Disponible en la página del Festival de Mar del Plata desde el 23 hasta el 25 de noviembre.

Cebaldo vive en Portugal, donde trabaja en una pescadería. Años atrás ha partido de su aldea en Panamá, se ha separado de su familia y de su origen en la comarca indígena de Guna Yala. En su solitaria habitación lusitana escucha en un casete viejos mensajes grabados en un contestador telefónico. La soledad, la pregunta sobre su adaptación y la nostalgia que las voces traen, lo empujarán al regreso.

La película traza un vínculo entre ese presente de Cebaldo con la historia panameña y el relato de Panquiaco, hijo de Comagre, el cacique más poderoso de la costa atlántica panameña. Según cuenta la historia, enfurecido con los invasores españoles mostró Vasco Nuñez de Balboa la ruta al oro y a los mares del sur (actual océano Pacífico).

Ya en su tierra, Cebaldo visita su casa familiar, a sus hermanos y su tierra. Reconoce los lugares, recupera la memoria de su cuerpo en relación con la naturaleza y visita la tumba de su padre. Ese recorrido se completa con un encuentro simbólico, producto del montaje, con la historia de la cultura indígena panameña.

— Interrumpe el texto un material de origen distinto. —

//! Terminal UI module using ratatui.
//!
//! This module provides the TUI rendering and input handling:
//!
//! - `render`: Main frame rendering and layout
//! - `input`: Keyboard event handling
//! - `styles`: Color schemes and text styling
//! - `pages`: Page-specific content rendering (feeds, posts, sign-up)

pub mod input;
pub mod pages;
pub mod render;
pub mod styles;
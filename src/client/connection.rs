//! Server Connection
//!
//! Opens one TCP connection per call and speaks the framed protocol.

use std::time::Duration;
use tokio::io::{AsyncRead, AsyncWrite};
use tokio::net::tcp::{OwnedReadHalf, OwnedWriteHalf};
use tokio::net::TcpStream;
use tokio::time::timeout;

use crate::config::WolfStoreConfig;
use crate::error::{Error, Result};
use crate::protocol::{
    deadline_after, read_message, read_message_within, write_message_within, Catalog,
    FileMetadata, Message, Reply, Request, TransferReceiver, TransferSender,
};

/// Client for the file server
#[derive(Debug, Clone)]
pub struct StoreClient {
    /// Server address (host:port)
    address: String,
    /// Connection timeout
    connect_timeout: Duration,
    /// Deadline applied to every call
    deadline: Duration,
}

impl StoreClient {
    /// Create a new client
    pub fn new(address: impl Into<String>, connect_timeout: Duration, deadline: Duration) -> Self {
        Self {
            address: address.into(),
            connect_timeout,
            deadline,
        }
    }

    pub fn from_config(config: &WolfStoreConfig) -> Self {
        Self::new(
            config.client.server_address.clone(),
            config.connect_timeout(),
            config.deadline(),
        )
    }

    pub fn address(&self) -> &str {
        &self.address
    }

    pub fn deadline(&self) -> Duration {
        self.deadline
    }

    /// Unary call bounded by the deadline
    pub async fn call(&self, request: Request) -> Result<Reply> {
        let result = timeout(self.deadline, async {
            let (mut reader, _writer) = self.open_call(request).await?;
            expect_reply(read_message(&mut reader).await?)
        })
        .await;

        match result {
            Ok(inner) => inner,
            Err(_) => Err(Error::DeadlineExceeded),
        }
    }

    /// Stream `reader` to the server as `metadata.name`
    ///
    /// The deadline bounds each frame, not the whole transfer.
    pub async fn upload<R: AsyncRead + Unpin>(
        &self,
        metadata: FileMetadata,
        reader: R,
        chunk_size: usize,
    ) -> Result<FileMetadata> {
        let (mut conn_reader, mut conn_writer) = self.open_call(Request::UploadFile).await?;

        let sent = TransferSender::new(metadata, reader, chunk_size)
            .with_frame_timeout(Some(self.deadline))
            .send(&mut conn_writer)
            .await;

        // The server may have answered early and stopped reading; its reply wins
        let reply = read_message_within(&mut conn_reader, Some(self.deadline)).await;
        match (sent, reply) {
            (_, Ok(message)) => match expect_reply(message)? {
                Reply::Context(stored) => Ok(stored),
                other => Err(unexpected_reply(&other)),
            },
            (Err(send_err), Err(_)) => Err(send_err),
            (Ok(_), Err(read_err)) => Err(read_err),
        }
    }

    /// Download `request.name` into `writer`, returning the server's metadata
    pub async fn download<W: AsyncWrite + Unpin>(
        &self,
        request: FileMetadata,
        writer: &mut W,
    ) -> Result<FileMetadata> {
        let (mut conn_reader, _conn_writer) = self.open_call(Request::DownloadFile(request)).await?;

        let receiver = TransferReceiver::open(&mut conn_reader, Some(self.deadline)).await?;
        receiver.receive(&mut conn_reader, writer).await
    }

    /// Open the catalog callback feed
    pub async fn subscribe(&self) -> Result<CatalogSubscription> {
        let (reader, writer) = self.open_call(Request::CallbackList).await?;
        Ok(CatalogSubscription {
            reader,
            _writer: writer,
        })
    }

    /// Connect and send the call header
    async fn open_call(&self, request: Request) -> Result<(OwnedReadHalf, OwnedWriteHalf)> {
        let stream = self.connect().await?;
        let (reader, mut writer) = stream.into_split();

        let call = Message::Call {
            deadline_ms: deadline_after(self.deadline),
            request,
        };
        write_message_within(&mut writer, &call, Some(self.deadline)).await?;
        Ok((reader, writer))
    }

    /// Connect to the server
    async fn connect(&self) -> Result<TcpStream> {
        let result = timeout(self.connect_timeout, TcpStream::connect(&self.address)).await;

        match result {
            Ok(Ok(stream)) => {
                stream.set_nodelay(true)?;
                Ok(stream)
            }
            Ok(Err(e)) => Err(Error::ConnectionFailed {
                address: self.address.clone(),
                reason: e.to_string(),
            }),
            Err(_) => Err(Error::ConnectionTimeout(self.address.clone())),
        }
    }
}

/// Open CallbackList connection
pub struct CatalogSubscription {
    reader: OwnedReadHalf,
    /// Dropping the write half tells the server we left
    _writer: OwnedWriteHalf,
}

impl CatalogSubscription {
    /// Next pushed snapshot, `None` once the server closes the feed
    pub async fn next(&mut self) -> Result<Option<Catalog>> {
        match read_message(&mut self.reader).await {
            Ok(Message::Snapshot(catalog)) => Ok(Some(catalog)),
            Ok(Message::Error(status)) => Err(Error::Remote(status)),
            Ok(other) => Err(Error::Protocol(format!(
                "Unexpected {} on catalog feed",
                other.type_name()
            ))),
            Err(Error::Io(e)) if e.kind() == std::io::ErrorKind::UnexpectedEof => Ok(None),
            Err(e) => Err(e),
        }
    }
}

fn expect_reply(message: Message) -> Result<Reply> {
    match message {
        Message::Reply(reply) => Ok(reply),
        Message::Error(status) => Err(Error::Remote(status)),
        other => Err(Error::Protocol(format!("Expected reply, got {}", other.type_name()))),
    }
}

pub(crate) fn unexpected_reply(reply: &Reply) -> Error {
    Error::Protocol(format!("Unexpected reply {:?}", reply))
}

#[cfg(test)]
mod tests {
    use super::*;
    use crate::error::StatusCode;

    #[tokio::test]
    async fn test_connection_failure() {
        let client = StoreClient::new(
            "127.0.0.1:1",
            Duration::from_millis(200),
            Duration::from_millis(500),
        );

        let err = client.call(Request::ListFiles).await.unwrap_err();
        assert!(matches!(
            err,
            Error::ConnectionFailed { .. } | Error::ConnectionTimeout(_) | Error::DeadlineExceeded
        ));
    }

    #[tokio::test]
    async fn test_silent_server_hits_deadline() {
        let listener = tokio::net::TcpListener::bind("127.0.0.1:0").await.unwrap();
        let addr = listener.local_addr().unwrap();
        let _hold = tokio::spawn(async move {
            let (socket, _) = listener.accept().await.unwrap();
            tokio::time::sleep(Duration::from_secs(10)).await;
            drop(socket);
        });

        let client = StoreClient::new(
            addr.to_string(),
            Duration::from_secs(1),
            Duration::from_millis(100),
        );
        let err = client.call(Request::ListFiles).await.unwrap_err();
        assert_eq!(err.status_code(), StatusCode::DeadlineExceeded);
    }

    #[test]
    fn test_expect_reply() {
        assert!(matches!(expect_reply(Message::Reply(Reply::Empty)), Ok(Reply::Empty)));
        let err = expect_reply(Message::EndOfStream).unwrap_err();
        assert!(matches!(err, Error::Protocol(_)));
    }
}
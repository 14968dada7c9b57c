//! WolfStore client
//!
//! `StoreClient` speaks the wire protocol, `ClientNode` layers the
//! write-lock state machine on top, and `Reconciler` keeps a local mount
//! in step with the server's catalog feed.

pub mod connection;
pub mod coordinator;
pub mod reconcile;

pub use connection::{CatalogSubscription, StoreClient};
pub use coordinator::{ClientNode, TransferOutcome, WriteState};
pub use reconcile::{
    decide, spawn_catalog_feed, spawn_sync, CallbackEvent, ReconcileAction, ReconcileReport,
    Reconciler, SyncAction, SyncTarget,
};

A pesar de la belleza de las imágenes, de la puesta en escena de las prácticas ancestrales, de cantos, versos y curaciones al hombre enfermo por el dolor del exilio, la película solo propone ciertas obviedades, simplifica la relación entre el pasado y el presente, tanto como la hibridación de las tradiciones, haciéndose confusa y dogmática.

La pertenencia cultural, la identidad y la historia no se resuelven en la mera reproducción ritual. La película, no la realidad, vacía la ritualidad de sentido al convertirla en mera imagen. Ese es su principal problema.